───── PROVIDED DATA ─────
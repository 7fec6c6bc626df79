//! Retry, deadline and metadata handling around a transport call.

use std::collections::VecDeque;
use std::sync::{Arc, Mutex, MutexGuard, PoisonError};
use std::time::Duration;

use async_stream::stream;
use futures_util::StreamExt;
use tokio::time::Instant;
use tonic::metadata::{AsciiMetadataValue, BinaryMetadataValue, MetadataKey, MetadataMap};
use tonic::{Request, Streaming};
use tracing::{debug, warn};

use crate::client_info::ClientInfo;
use crate::error::{Error, Result};
use crate::grpc::{StreamingTranslateSpeechRequest, StreamingTranslateSpeechResponse};
use crate::retry::{Retry, Setting};
use crate::transport::{RequestStream, SpeechTranslationServiceTransport};

/// Defaults a method is wrapped with; calls may override them.
#[derive(Debug, Clone, Default, PartialEq)]
pub struct MethodDefaults {
    pub retry: Option<Retry>,
    pub timeout: Option<Duration>,
}

#[derive(Debug, Clone, Default, PartialEq)]
pub struct CallOptions {
    pub retry: Setting<Retry>,
    pub timeout: Setting<Duration>,
    /// Extra request headers. Keys ending in `-bin` carry binary values.
    pub metadata: Vec<(String, String)>,
}

impl CallOptions {
    #[must_use]
    pub fn with_retry(mut self, retry: Retry) -> Self {
        self.retry = Setting::Set(retry);
        self
    }

    #[must_use]
    pub fn with_timeout(mut self, timeout: Duration) -> Self {
        self.timeout = Setting::Set(timeout);
        self
    }

    #[must_use]
    pub fn with_metadata(mut self, key: impl Into<String>, value: impl Into<String>) -> Self {
        self.metadata.push((key.into(), value.into()));
        self
    }
}

#[derive(Debug, Clone)]
pub struct WrappedMethod {
    defaults: MethodDefaults,
    client_info: ClientInfo,
}

#[must_use]
pub const fn wrap_method(defaults: MethodDefaults, client_info: ClientInfo) -> WrappedMethod {
    WrappedMethod {
        defaults,
        client_info,
    }
}

impl WrappedMethod {
    #[must_use]
    pub const fn defaults(&self) -> &MethodDefaults {
        &self.defaults
    }

    pub(crate) fn metadata(&self, extra: &[(String, String)]) -> Result<MetadataMap> {
        let mut metadata = MetadataMap::new();
        self.client_info.apply(&mut metadata)?;
        for (key, value) in extra {
            if key.ends_with("-bin") {
                let key = MetadataKey::from_bytes(key.as_bytes())
                    .map_err(|_| Error::InvalidMetadata(key.clone()))?;
                metadata.append_bin(key, BinaryMetadataValue::from_bytes(value.as_bytes()));
            } else {
                let name = MetadataKey::from_bytes(key.as_bytes())
                    .map_err(|_| Error::InvalidMetadata(key.clone()))?;
                let value = AsciiMetadataValue::try_from(value.as_str())
                    .map_err(|_| Error::InvalidMetadata(key.clone()))?;
                metadata.append(name, value);
            }
        }
        Ok(metadata)
    }

    /// Opens a bidirectional stream through `transport`.
    pub async fn call_streaming(
        &self,
        transport: &dyn SpeechTranslationServiceTransport,
        requests: RequestStream,
        options: &CallOptions,
    ) -> Result<Streaming<StreamingTranslateSpeechResponse>> {
        let retry = options.retry.resolve(self.defaults.retry.as_ref());
        let timeout = options.timeout.resolve(self.defaults.timeout.as_ref());
        let metadata = self.metadata(&options.metadata)?;

        let Some(retry) = retry else {
            let request = build_request(requests, &metadata, timeout);
            let response = transport.streaming_translate_speech(request).await?;
            return Ok(response.into_inner());
        };

        let replay = Arc::new(ReplayableRequests::new(requests));
        // A deadline too far out to represent means retrying without one.
        let deadline = Instant::now().checked_add(retry.deadline);
        let mut backoff = retry.backoff();
        let mut attempt = 0_u32;
        loop {
            attempt += 1;
            let request = build_request(replay.attempt(), &metadata, timeout);
            match transport.streaming_translate_speech(request).await {
                Ok(response) => {
                    debug!("stream established after {attempt} attempt(s)");
                    replay.commit();
                    return Ok(response.into_inner());
                }
                Err(status) if retry.is_retryable(&status) => {
                    let now = Instant::now();
                    if deadline.is_some_and(|deadline| now >= deadline) {
                        warn!("retry deadline of {:?} exceeded", retry.deadline);
                        return Err(status.into());
                    }
                    let mut sleep = backoff.next().unwrap_or_default();
                    if let Some(deadline) = deadline {
                        sleep = sleep.min(deadline - now);
                    }
                    warn!(
                        code = ?status.code(),
                        message = %status.message(),
                        "attempt {attempt} failed, retrying in {sleep:?}"
                    );
                    tokio::time::sleep(sleep).await;
                }
                Err(status) => return Err(status.into()),
            }
        }
    }
}

fn build_request(
    requests: RequestStream,
    metadata: &MetadataMap,
    timeout: Option<Duration>,
) -> Request<RequestStream> {
    let mut request = Request::new(requests);
    *request.metadata_mut() = metadata.clone();
    if let Some(timeout) = timeout {
        request.set_timeout(timeout);
    }
    request
}

#[derive(Debug, Default)]
struct ReplayState {
    generation: u64,
    sent: Vec<StreamingTranslateSpeechRequest>,
    pushback: VecDeque<StreamingTranslateSpeechRequest>,
    recording: bool,
    exhausted: bool,
}

/// Shares one caller stream between successive attempts of a call.
///
/// Every request handed to an attempt is recorded until the call is
/// established, and the next attempt starts by replaying them. A request
/// pulled by an attempt that has been superseded goes back to the front.
struct ReplayableRequests {
    source: tokio::sync::Mutex<RequestStream>,
    state: Mutex<ReplayState>,
}

impl ReplayableRequests {
    fn new(source: RequestStream) -> Self {
        Self {
            source: tokio::sync::Mutex::new(source),
            state: Mutex::new(ReplayState {
                recording: true,
                ..ReplayState::default()
            }),
        }
    }

    fn state(&self) -> MutexGuard<'_, ReplayState> {
        self.state.lock().unwrap_or_else(PoisonError::into_inner)
    }

    fn attempt(self: &Arc<Self>) -> RequestStream {
        let (generation, replayed) = {
            let mut state = self.state();
            state.generation += 1;
            (state.generation, state.sent.clone())
        };
        let this = Arc::clone(self);
        Box::pin(stream! {
            for request in replayed {
                yield request;
            }
            while let Some(request) = this.take(generation).await {
                yield request;
            }
        })
    }

    /// Stops buffering once the server has accepted the call.
    fn commit(&self) {
        let mut state = self.state();
        state.recording = false;
        state.sent = Vec::new();
    }

    async fn take(&self, generation: u64) -> Option<StreamingTranslateSpeechRequest> {
        let mut source = self.source.lock().await;
        let pending = {
            let mut state = self.state();
            if state.generation != generation {
                return None;
            }
            let pending = state.pushback.pop_front();
            if pending.is_none() && state.exhausted {
                return None;
            }
            pending
        };

        let request = match pending {
            Some(request) => request,
            None => {
                let Some(request) = source.next().await else {
                    self.state().exhausted = true;
                    return None;
                };
                request
            }
        };

        let mut state = self.state();
        if state.generation != generation {
            state.pushback.push_front(request);
            return None;
        }
        if state.recording {
            state.sent.push(request.clone());
        }
        Some(request)
    }
}

#[cfg(test)]
mod tests {
    use futures_util::stream;
    use tokio_util::bytes::Bytes;

    use super::*;
    use crate::grpc::StreamingRequest;

    fn audio(byte: u8) -> StreamingTranslateSpeechRequest {
        StreamingTranslateSpeechRequest::audio(Bytes::copy_from_slice(&[byte]))
    }

    fn payload(request: &StreamingTranslateSpeechRequest) -> u8 {
        match &request.streaming_request {
            Some(StreamingRequest::AudioContent(bytes)) => bytes[0],
            other => panic!("unexpected request: {other:?}"),
        }
    }

    fn source(count: u8) -> RequestStream {
        Box::pin(stream::iter((1..=count).map(audio)))
    }

    #[tokio::test]
    async fn next_attempt_replays_consumed_requests_in_order() {
        let replay = Arc::new(ReplayableRequests::new(source(5)));

        let mut first = replay.attempt();
        assert_eq!(payload(&first.next().await.unwrap()), 1);
        assert_eq!(payload(&first.next().await.unwrap()), 2);

        let second = replay.attempt();
        // The superseded attempt must not consume anything further.
        assert!(first.next().await.is_none());

        let seen: Vec<u8> = second.map(|r| payload(&r)).collect().await;
        assert_eq!(seen, vec![1, 2, 3, 4, 5]);
    }

    #[tokio::test]
    async fn exhausted_source_is_replayed_without_polling_again() {
        let replay = Arc::new(ReplayableRequests::new(source(2)));

        let first: Vec<u8> = replay.attempt().map(|r| payload(&r)).collect().await;
        assert_eq!(first, vec![1, 2]);

        let second: Vec<u8> = replay.attempt().map(|r| payload(&r)).collect().await;
        assert_eq!(second, vec![1, 2]);
    }

    #[tokio::test]
    async fn commit_stops_recording() {
        let replay = Arc::new(ReplayableRequests::new(source(3)));
        let mut attempt = replay.attempt();
        assert_eq!(payload(&attempt.next().await.unwrap()), 1);
        replay.commit();
        assert_eq!(payload(&attempt.next().await.unwrap()), 2);
        assert_eq!(payload(&attempt.next().await.unwrap()), 3);
        assert!(replay.state().sent.is_empty());
    }

    #[tokio::test]
    async fn pushed_back_request_is_delivered_first() {
        let replay = Arc::new(ReplayableRequests::new(source(3)));
        let _first = replay.attempt();
        let second = replay.attempt();
        replay.state().pushback.push_back(audio(9));

        let seen: Vec<u8> = second.map(|r| payload(&r)).collect().await;
        assert_eq!(seen, vec![9, 1, 2, 3]);
    }

    #[test]
    fn metadata_includes_client_info_and_user_pairs() {
        let method = wrap_method(MethodDefaults::default(), ClientInfo::default());
        let metadata = method
            .metadata(&[
                ("x-request-tag".to_string(), "abc".to_string()),
                ("x-trace-bin".to_string(), "raw".to_string()),
            ])
            .unwrap();
        assert!(metadata.get("x-goog-api-client").is_some());
        assert_eq!(metadata.get("x-request-tag").unwrap(), "abc");
        assert_eq!(
            metadata.get_bin("x-trace-bin").unwrap().to_bytes().unwrap(),
            Bytes::from_static(b"raw")
        );
    }

    #[test]
    fn invalid_metadata_is_rejected() {
        let method = wrap_method(MethodDefaults::default(), ClientInfo::default());
        let Err(err) = method.metadata(&[("bad key".to_string(), "v".to_string())]) else {
            panic!("must fail")
        };
        assert!(matches!(err, Error::InvalidMetadata(key) if key == "bad key"));

        let Err(err) = method.metadata(&[("x-ok".to_string(), "line\nbreak".to_string())]) else {
            panic!("must fail")
        };
        assert!(matches!(err, Error::InvalidMetadata(_)));
    }

    #[test]
    fn timeout_becomes_grpc_deadline() {
        let request = build_request(
            Box::pin(stream::empty()),
            &MetadataMap::new(),
            Some(Duration::from_secs(3)),
        );
        assert!(request.metadata().get("grpc-timeout").is_some());

        let request = build_request(Box::pin(stream::empty()), &MetadataMap::new(), None);
        assert!(request.metadata().get("grpc-timeout").is_none());
    }
}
─────
> _WORK ITEM_
Reproduce, word for word, every line starting at the line that contains "assert!(matches!(err, Error::InvalidMetadata(_)));" and ending with the final line of the entries.

> _ANSWER SPACE_
        assert!(matches!(err, Error::InvalidMetadata(_)));
    }

    #[test]
    fn timeout_becomes_grpc_deadline() {
        let request = build_request(
            Box::pin(stream::empty()),
            &MetadataMap::new(),
            Some(Duration::from_secs(3)),
        );
        assert!(request.metadata().get("grpc-timeout").is_some());

        let request = build_request(Box::pin(stream::empty()), &MetadataMap::new(), None);
        assert!(request.metadata().get("grpc-timeout").is_none());
    }
}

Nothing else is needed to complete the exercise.